**Your goal:** Starting at the first line of the data below, write out each line exactly until you reach the line containing "cells of degree", and include that line too.

**Information provided:**
//! Bifiltration Input: Graded Chain Complex Data
//!
//! The presentation builder consumes a two-parameter filtered chain
//! complex restricted to the three degrees that matter for a single
//! homology degree `d`: cells of degree `d-1`, `d`, and `d+1`, with the
//! two GF(2) boundary maps between them and a bigrade for every cell.
//!
//! Grades must be monotone: a cell can never appear before one of its
//! faces on either axis. Violations are rejected up front as input
//! errors, before any computation starts.
//!
//! [`Bifiltration::from_simplices`] builds the boundary matrices of a
//! graded simplicial complex directly from vertex lists, the same face
//! lookup used when assembling a filtered complex from scratch.

use std::collections::BTreeMap;

use serde::{Deserialize, Serialize};

use crate::error::{Error, Result};
use crate::matrix::{Column, GradedMatrix};
use crate::numeric::{ExactValue, Grade, GradeIndex};

/// A simplex of a bifiltered complex: sorted vertex indices plus the
/// exact bigrade at which it appears.
#[derive(Debug, Clone, PartialEq, Eq, Serialize, Deserialize)]
pub struct GradedSimplex {
    pub vertices: Vec<usize>,
    pub x: ExactValue,
    pub y: ExactValue,
}

impl GradedSimplex {
    pub fn new(vertices: Vec<usize>, x: ExactValue, y: ExactValue) -> Self {
        Self { vertices, x, y }
    }

    pub fn dimension(&self) -> usize {
        self.vertices.len() - 1
    }
}

/// A validated two-parameter filtered chain complex around one homology
/// degree. Immutable once constructed.
#[derive(Debug, Clone, PartialEq, Eq, Serialize, Deserialize)]
pub struct Bifiltration {
    pub x_index: GradeIndex,
    pub y_index: GradeIndex,
    /// Grades of the degree `d-1` cells (rows of `low`).
    low_cell_grades: Vec<Grade>,
    /// Boundary map from degree `d` cells; column grades are the grades
    /// of the `d`-cells.
    pub low: GradedMatrix,
    /// Boundary map from degree `d+1` cells into the `d`-cells.
    pub high: GradedMatrix,
}

impl Bifiltration {
    /// Builds and validates a bifiltration from raw matrix data.
    pub fn new(
        x_index: GradeIndex,
        y_index: GradeIndex,
        low_cell_grades: Vec<Grade>,
        low: GradedMatrix,
        high: GradedMatrix,
    ) -> Result<Self> {
        let f = Self { x_index, y_index, low_cell_grades, low, high };
        f.validate()?;
        Ok(f)
    }

    /// Grades of the degree `d` cells.
    pub fn mid_grades(&self) -> &[Grade] {
        &self.low.grades
    }

    fn validate(&self) -> Result<()> {
        if self.low.rows != self.low_cell_grades.len() {
            return Err(Error::filtration(format!(
                "low boundary has {} rows but {} row grades",
                self.low.rows,
                self.low_cell_grades.len()
            )));
        }
        if self.high.rows != self.low.ncols() {
            return Err(Error::filtration(format!(
                "high boundary has {} rows but there are {} middle cells",
                self.high.rows,
                self.low.ncols()
            )));
        }

        let in_range = |g: &Grade| g.x < self.x_index.len() && g.y < self.y_index.len();
        let all_grades = self
            .low_cell_grades
            .iter()
            .chain(&self.low.grades)
            .chain(&self.high.grades);
        for g in all_grades {
            if !in_range(g) {
                return Err(Error::filtration(format!(
                    "grade ({}, {}) outside the registered value range",
                    g.x, g.y
                )));
            }
        }

        self.check_monotone(&self.low, &self.low_cell_grades, "low")?;
        self.check_monotone(&self.high, &self.low.grades, "high")?;
        Ok(())
    }

    fn check_monotone(&self, map: &GradedMatrix, row_grades: &[Grade], name: &str) -> Result<()> {
        for (j, col) in map.columns.iter().enumerate() {
            for r in col.iter() {
                if r >= map.rows {
                    return Err(Error::filtration(format!(
                        "{name} boundary column {j} references row {r} of {}",
                        map.rows
                    )));
                }
                if !row_grades[r].leq(&map.grades[j]) {
                    return Err(Error::filtration(format!(
                        "{name} boundary column {j} appears before its face {r}"
                    )));
                }
            }
        }
        Ok(())
    }

    /// Assembles the boundary matrices of a graded simplicial complex
    /// for homology degree `hom_degree`. Simplices of other dimensions
    /// are ignored. Fails if a required face is missing or a grade is
    /// not monotone.
    pub fn from_simplices(simplices: &[GradedSimplex], hom_degree: usize) -> Result<Self> {
        let x_index =
            GradeIndex::from_values(simplices.iter().map(|s| s.x.clone()).collect());
        let y_index =
            GradeIndex::from_values(simplices.iter().map(|s| s.y.clone()).collect());

        // Collect cells of the three relevant dimensions, in input order.
        let mut cells: [Vec<(Vec<usize>, Grade)>; 3] = [Vec::new(), Vec::new(), Vec::new()];
        let mut lookup: [BTreeMap<Vec<usize>, usize>; 3] =
            [BTreeMap::new(), BTreeMap::new(), BTreeMap::new()];
        for s in simplices {
            if s.vertices.is_empty() {
                return Err(Error::filtration("simplex with an empty vertex list"));
            }
            let dim = s.dimension();
            let level = if hom_degree == 0 {
                // no degree -1 cells; vertices are the middle level
                match dim {
                    0 => 1,
                    1 => 2,
                    _ => continue,
                }
            } else if dim + 1 >= hom_degree && dim <= hom_degree + 1 {
                dim + 1 - hom_degree
            } else {
                continue;
            };

            let mut vertices = s.vertices.clone();
            vertices.sort_unstable();
            vertices.dedup();
            if vertices.len() != s.vertices.len() {
                return Err(Error::filtration(format!(
                    "simplex {:?} has repeated vertices",
                    s.vertices
                )));
            }
            let grade = Grade::new(
                x_index
                    .index_of(&s.x)
                    .ok_or_else(|| Error::invariant("unregistered x grade value"))?,
                y_index
                    .index_of(&s.y)
                    .ok_or_else(|| Error::invariant("unregistered y grade value"))?,
            );
            if lookup[level].insert(vertices.clone(), cells[level].len()).is_some() {
                return Err(Error::filtration(format!(
                    "duplicate simplex {vertices:?}"
                )));
            }
            cells[level].push((vertices, grade));
        }

        let boundary_columns = |level: usize| -> Result<Vec<Column>> {
            cells[level]
                .iter()
                .map(|(vertices, _)| {
                    if vertices.len() == 1 {
                        return Ok(Column::new());
                    }
                    let mut col = Column::new();
                    for i in 0..vertices.len() {
                        let mut face = vertices.clone();
                        face.remove(i);
                        match lookup[level - 1].get(&face) {
                            Some(&idx) => col.toggle(idx),
                            None => {
                                return Err(Error::filtration(format!(
                                    "face {face:?} of {vertices:?} is missing"
                                )))
                            }
                        }
                    }
                    Ok(col)
                })
                .collect()
        };

        let low_cell_grades: Vec<Grade> = cells[0].iter().map(|(_, g)| *g).collect();
        let mid_grades: Vec<Grade> = cells[1].iter().map(|(_, g)| *g).collect();
        let high_grades: Vec<Grade> = cells[2].iter().map(|(_, g)| *g).collect();

        let low_cols = if hom_degree == 0 {
            vec![Column::new(); cells[1].len()]
        } else {
            boundary_columns(1)?
        };
        let high_cols = boundary_columns(2)?;

        let low = GradedMatrix::new(cells[0].len(), low_cols, mid_grades);
        let high = GradedMatrix::new(cells[1].len(), high_cols, high_grades);
        Self::new(x_index, y_index, low_cell_grades, low, high)
    }
}

#[cfg(test)]
pub(crate) mod tests {
    use super::*;

    fn v(n: i64) -> ExactValue {
        ExactValue::from_int(n)
    }

    /// Two vertices joined by an edge, all in degree 0 homology.
    pub(crate) fn two_points_one_edge() -> Bifiltration {
        Bifiltration::from_simplices(
            &[
                GradedSimplex::new(vec![0], v(0), v(0)),
                GradedSimplex::new(vec![1], v(1), v(0)),
                GradedSimplex::new(vec![0, 1], v(1), v(1)),
            ],
            0,
        )
        .unwrap()
    }

    #[test]
    fn test_single_vertex() {
        let f = Bifiltration::from_simplices(
            &[GradedSimplex::new(vec![0], v(0), v(0))],
            0,
        )
        .unwrap();
        assert_eq!(f.low.rows, 0);
        assert_eq!(f.low.ncols(), 1);
        assert_eq!(f.high.ncols(), 0);
        assert_eq!(f.mid_grades(), &[Grade::new(0, 0)]);
    }

    #[test]
    fn test_edge_boundary() {
        let f = two_points_one_edge();
        assert_eq!(f.low.ncols(), 2);
        assert_eq!(f.high.ncols(), 1);
        assert_eq!(f.high.columns[0], Column::from_indices([0, 1]));
        assert_eq!(f.high.grades[0], Grade::new(1, 1));
    }

    #[test]
    fn test_degree_one_square() {
        // four edges of a square; homology degree 1
        let simplices = [
            GradedSimplex::new(vec![0], v(0), v(0)),
            GradedSimplex::new(vec![1], v(0), v(0)),
            GradedSimplex::new(vec![2], v(0), v(0)),
            GradedSimplex::new(vec![3], v(0), v(0)),
            GradedSimplex::new(vec![0, 1], v(1), v(1)),
            GradedSimplex::new(vec![1, 2], v(1), v(1)),
            GradedSimplex::new(vec![2, 3], v(1), v(1)),
            GradedSimplex::new(vec![0, 3], v(1), v(1)),
        ];
        let f = Bifiltration::from_simplices(&simplices, 1).unwrap();
        assert_eq!(f.low.rows, 4);
        assert_eq!(f.low.ncols(), 4);
        assert_eq!(f.high.ncols(), 0);
    }

    #[test]
    fn test_non_monotone_is_rejected() {
        // edge appears before one of its endpoints on the x axis
        let err = Bifiltration::from_simplices(
            &[
                GradedSimplex::new(vec![0], v(0), v(0)),
                GradedSimplex::new(vec![1], v(2), v(0)),
                GradedSimplex::new(vec![0, 1], v(1), v(1)),
            ],
            0,
        )
        .unwrap_err();
        assert!(matches!(err, Error::InvalidFiltration { .. }));
    }

    #[test]
    fn test_empty_simplex_is_rejected() {
        let err = Bifiltration::from_simplices(
            &[GradedSimplex::new(vec![], v(0), v(0))],
            0,
        )
        .unwrap_err();
        assert!(matches!(err, Error::InvalidFiltration { .. }));
    }

    #[test]
    fn test_missing_face_is_rejected() {
        let err = Bifiltration::from_simplices(
            &[
                GradedSimplex::new(vec![0], v(0), v(0)),
                GradedSimplex::new(vec![0, 1], v(1), v(1)),
            ],
            0,
        )
        .unwrap_err();
        assert!(matches!(err, Error::InvalidFiltration { .. }));
    }
}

**Response below:**
//! Bifiltration Input: Graded Chain Complex Data
//!
//! The presentation builder consumes a two-parameter filtered chain
//! complex restricted to the three degrees that matter for a single
//! homology degree `d`: cells of degree `d-1`, `d`, and `d+1`, with the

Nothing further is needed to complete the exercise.